Hay algo mágico en subrayar una frase que nos identifica porque evidencia una
especie de intimidad compartida, un encuentro maravilloso e inimaginable en el
que dos absolutos extraños —el autor y el lector— pueden coincidir en el
sentimiento más profundo. Sé, lo afirmé más arriba, que el subrayado está
profundamente ligado al momento de la vida en que sucede, que no todos los
recortes nos representarán para siempre. “Uno subraya desde su propia herida”,
escribió una vez Alberto Fuguet. Las hay que cierran, y los subrayados que
nacieron de ellas quizá mañana no hablen de nosotros. Pero están las que
perduran, las que nos acompañan. Siempre hay heridas que permanecen y los
subrayados que hicimos desde ellas persistirán.
“Volver a la patria de uno es dejar de ser un holograma y
aceptar que somos personas nuevas de carne y hueso. Es reconstruir los vínculos
desde la fotografía inofensiva de lo que fuimos y caminar despacio hacia la
afilada y riesgosa verdad de lo que ahora somos.”
“Volver a la patria de uno es dejar de ser un holograma y
aceptar que somos personas nuevas de carne y hueso. Es reconstruir los vínculos
desde la fotografía inofensiva de lo que fuimos y caminar despacio hacia la
afilada y riesgosa verdad de lo que ahora somos. Es también reconocer que uno
es, a la vez, el mismo de siempre y todo un extraño”, había subrayado en Mamá, entre tantas otras cosas, la
persona que me lo prestó. Y también “¿En qué podemos creer los que alguna vez
creímos?”, y “Te prometo que nunca más voy a dar tantos rodeos para terminar
otra vez en el mismo lugar”. Párrafos y frases sueltas que podrían resultar
incomprensibles pero en las que era fácil reconocerla, o reconocer ciertos
desvelos de algún momento de su vida.
¿Pasará lo mismo cuando presto mis libros? ¿Se perfilará en
alguna frase subrayada una faceta del que soy o supe ser? ¿O una inquietud, un
desvelo, un afán? Y si es así, me pregunto si a veces obrará ese pequeño
milagro de la comunión entre dos lectores, conocidos o no, que vislumbran la
complicidad absoluta de verse reflejados en el subrayado del otro.

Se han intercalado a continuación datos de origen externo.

// mathchords: pitch-class set analysis of musical chords.
//
// Chords are treated as pitch-class sets over the 12-tone space and turned
// into numeric feature vectors for comparison, clustering, and
// classification. The pipeline: a combinatorial generator enumerates chords
// from a scale definition, the extractor maps each chord to its pitch-class
// sequence, and the canonicalization/feature/dissonance layers turn those
// sequences into vectors that the experiment orchestrator aggregates into a
// keyed result map.
//
// Architecture:
// - scale.rs: scale definitions, validation, the built-in scale catalogue
// - chord.rs: chord representation, pitch-class extraction, bass-first
//   reordering, triad classification + display support
// - generate.rs: combinatorial chord generator (odometer-driven Cartesian
//   power over a step alphabet) and the inversion simulator
// - canonical.rs: normal form, prime form, Rahn normal order with the exact
//   Forte/Rahn tie-break rules
// - features.rs: interval-class vector, binary/polar encodings, interval
//   histograms, batch-level polar degree encoding
// - dissonance.rs: Sethares-style roughness over inversion frequency pairs
// - experiment.rs: experiment value type and batch orchestration
// - error.rs: structural validation errors
//
// Persistence lives in the sibling `mathchords_io` crate; everything here is
// pure, deterministic, and side-effect free.

pub mod canonical;
pub mod chord;
pub mod dissonance;
pub mod error;
pub mod experiment;
pub mod features;
pub mod generate;
pub mod scale;

pub use chord::{Chord, ChordQuality};
pub use error::ChordError;
pub use experiment::{Experiment, ExperimentParams, FeatureRecord};
pub use scale::Scale;
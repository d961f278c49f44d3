// Feature vector library: numeric encodings of chords for comparison,
// clustering, and classification.
//
// Every chord-level function here follows the same contract,
// `(chord, chord_id) -> FeatureRecord`, so the orchestrator
// (experiment.rs) can swap them freely. The vectors themselves:
//
// - interval_vector: the 6-bin interval-class vector of set theory
// - binary_pitch_classes: 12-length presence indicator
// - polar_pitch_classes: pitch classes on the unit circle (24 slots)
// - interval_histogram: 11-bin directional intervals from the bass-first
//   note order (deliberately unfolded, unlike the interval-class vector)
// - combined_vector: raw pitch classes plus the histogram of the
//   cumulative-position distance matrix
// - polar_degree: batch-level scale-degree angles over a whole experiment
//
// Canonical forms (canonical.rs) are also exposed in record form so they
// can be batched like any other feature.

use std::collections::BTreeMap;
use std::f64::consts::PI;

use crate::canonical;
use crate::chord::Chord;
use crate::error::ChordError;
use crate::experiment::{Experiment, FeatureRecord, chord_id_for};

fn record(chord: &Chord, chord_id: &str, feature_vector: Vec<f64>) -> FeatureRecord {
    FeatureRecord {
        chord: chord.clone(),
        feature_vector,
        chord_id: chord_id.to_string(),
    }
}

fn as_f64(values: &[u8]) -> Vec<f64> {
    values.iter().map(|&v| f64::from(v)).collect()
}

/// The raw extracted pitch-class sequence, in chord order with duplicates.
pub fn pitch_classes(chord: &Chord, chord_id: &str) -> Result<FeatureRecord, ChordError> {
    chord.validate()?;
    Ok(record(chord, chord_id, as_f64(&chord.pitch_classes())))
}

/// Pitch classes shifted so the first is 0 (display alignment).
pub fn transpose_to_zero(chord: &Chord, chord_id: &str) -> Result<FeatureRecord, ChordError> {
    chord.validate()?;
    Ok(record(chord, chord_id, as_f64(&chord.transposed_to_zero())))
}

/// Normal form of the chord's pitch-class set, in record form.
pub fn normal_form(chord: &Chord, chord_id: &str) -> Result<FeatureRecord, ChordError> {
    chord.validate()?;
    let form = canonical::normal_form(&chord.pitch_classes());
    Ok(record(chord, chord_id, as_f64(&form)))
}

/// Prime form of the chord's pitch-class set, in record form.
pub fn prime_form(chord: &Chord, chord_id: &str) -> Result<FeatureRecord, ChordError> {
    chord.validate()?;
    let form = canonical::prime_form(&chord.pitch_classes());
    Ok(record(chord, chord_id, as_f64(&form)))
}

/// Rahn normal order of the chord's pitch-class set, in record form.
pub fn rahn_normal_order(chord: &Chord, chord_id: &str) -> Result<FeatureRecord, ChordError> {
    chord.validate()?;
    let form = canonical::rahn_normal_order(&chord.pitch_classes());
    Ok(record(chord, chord_id, as_f64(&form)))
}

/// The interval-class vector: a 6-bin histogram over every unordered pair of
/// the raw pitch-class sequence. Intervals above 6 fold to their complement;
/// unison pairs (duplicated pitch classes) contribute nothing.
pub fn interval_vector(chord: &Chord, chord_id: &str) -> Result<FeatureRecord, ChordError> {
    chord.validate()?;
    let pitches = chord.pitch_classes();
    let mut bins = [0.0f64; 6];
    for i in 0..pitches.len() {
        for j in (i + 1)..pitches.len() {
            let mut interval = (i32::from(pitches[j]) - i32::from(pitches[i])).abs() % 12;
            if interval > 6 {
                interval = 12 - interval;
            }
            if interval > 0 {
                bins[(interval - 1) as usize] += 1.0;
            }
        }
    }
    Ok(record(chord, chord_id, bins.to_vec()))
}

/// 12-length indicator vector: 1.0 where the pitch class occurs.
pub fn binary_pitch_classes(chord: &Chord, chord_id: &str) -> Result<FeatureRecord, ChordError> {
    chord.validate()?;
    let mut bins = vec![0.0f64; 12];
    for pitch in chord.pitch_classes() {
        bins[usize::from(pitch)] = 1.0;
    }
    Ok(record(chord, chord_id, bins))
}

/// Pitch classes mapped onto the unit circle: pitch class `k` writes
/// (cos, sin) of `k * 2π/12` at slots `2k` and `2k+1`. Absent classes leave
/// both slots at 0; duplicates overwrite the same slots (idempotent).
pub fn polar_pitch_classes(chord: &Chord, chord_id: &str) -> Result<FeatureRecord, ChordError> {
    chord.validate()?;
    let mut vector = vec![0.0f64; 24];
    for pitch in chord.pitch_classes() {
        let angle = f64::from(pitch) * (2.0 * PI / 12.0);
        vector[usize::from(pitch) * 2] = angle.cos();
        vector[usize::from(pitch) * 2 + 1] = angle.sin();
    }
    Ok(record(chord, chord_id, vector))
}

/// 11-bin histogram of directional intervals within the bass-first note
/// order: for every ordered pair i < j, `(seq[j] - seq[i]) mod 12` lands in
/// bin `value - 1` when nonzero. Unlike the interval-class vector this does
/// not fold intervals above 6.
pub fn interval_histogram(chord: &Chord, chord_id: &str) -> Result<FeatureRecord, ChordError> {
    chord.validate()?;
    let sequence = chord.bass_first_sequence()?;
    let mut bins = vec![0.0f64; 11];
    for i in 0..sequence.len() {
        for j in (i + 1)..sequence.len() {
            let interval = (i32::from(sequence[j]) - i32::from(sequence[i])).rem_euclid(12);
            if interval > 0 {
                bins[(interval - 1) as usize] += 1.0;
            }
        }
    }
    Ok(record(chord, chord_id, bins))
}

/// Cumulative note positions: 0, then the running sum of the chord's raw
/// intervals, unreduced. These are positions on an unbounded semitone line,
/// not pitch classes.
fn cumulative_positions(chord: &Chord) -> Vec<i64> {
    let mut positions = Vec::with_capacity(chord.intervals.len() + 1);
    let mut acc = 0i64;
    positions.push(acc);
    for &interval in &chord.intervals {
        acc += i64::from(interval);
        positions.push(acc);
    }
    positions
}

/// 11-bin histogram of the absolute distances between all cumulative note
/// positions. Zero distances are excluded; distances beyond 11 fall outside
/// the histogram and are ignored.
fn position_distance_histogram(chord: &Chord) -> Vec<f64> {
    let positions = cumulative_positions(chord);
    let mut bins = vec![0.0f64; 11];
    for i in 0..positions.len() {
        for j in (i + 1)..positions.len() {
            let distance = (positions[j] - positions[i]).abs();
            if (1..=11).contains(&distance) {
                bins[(distance - 1) as usize] += 1.0;
            }
        }
    }
    bins
}

/// The combined experiment vector: the raw pitch-class sequence concatenated
/// with the cumulative-position distance histogram.
pub fn combined_vector(chord: &Chord, chord_id: &str) -> Result<FeatureRecord, ChordError> {
    chord.validate()?;
    let mut vector = as_f64(&chord.pitch_classes());
    vector.extend(position_distance_histogram(chord));
    Ok(record(chord, chord_id, vector))
}

/// Batch-level polar encoding of scale degrees.
///
/// Each distinct degree maps to the angle `(degree - 1) * 2π / degree_count`
/// on the unit circle. The angle is memoized by the last seen degree, so the
/// function is sequential in input order by construction; runs of equal
/// degrees reuse the previously computed angle.
pub fn polar_degree(experiment: &Experiment) -> Result<BTreeMap<String, FeatureRecord>, ChordError> {
    let degree_count = experiment.params.scale.degree_count();
    if degree_count == 0 {
        return Err(ChordError::InvalidScale("no intervals".to_string()));
    }
    let angle_between_degrees = 2.0 * PI / degree_count as f64;

    let mut last_degree: Option<usize> = None;
    let mut last_angle = 0.0f64;
    let mut results = BTreeMap::new();

    for (index, chord) in experiment.chords.iter().enumerate() {
        if last_degree != Some(chord.degree) {
            last_degree = Some(chord.degree);
            last_angle = (chord.degree - 1) as f64 * angle_between_degrees;
        }
        let chord_id = chord_id_for(index);
        results.insert(
            chord_id.clone(),
            record(chord, &chord_id, vec![last_angle.cos(), last_angle.sin()]),
        );
    }
    Ok(results)
}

Supongo que puede ocurrir. Al fin y al cabo, prestar un
libro subrayado no es prestar un libro. Es prestar la lectura cifrada que hice
de ese libro, la frase que me tocó, el párrafo en el que me detuve para agarrar
un lápiz y dejar mi huella en la palabra ajena. Prestar un libro subrayado es,
al fin y al cabo, prestar la transformación que hice de un lenguaje de otro
para convertirlo en algo personal, íntimo y revelador que promete desnudarme
ante la intuición del próximo lector.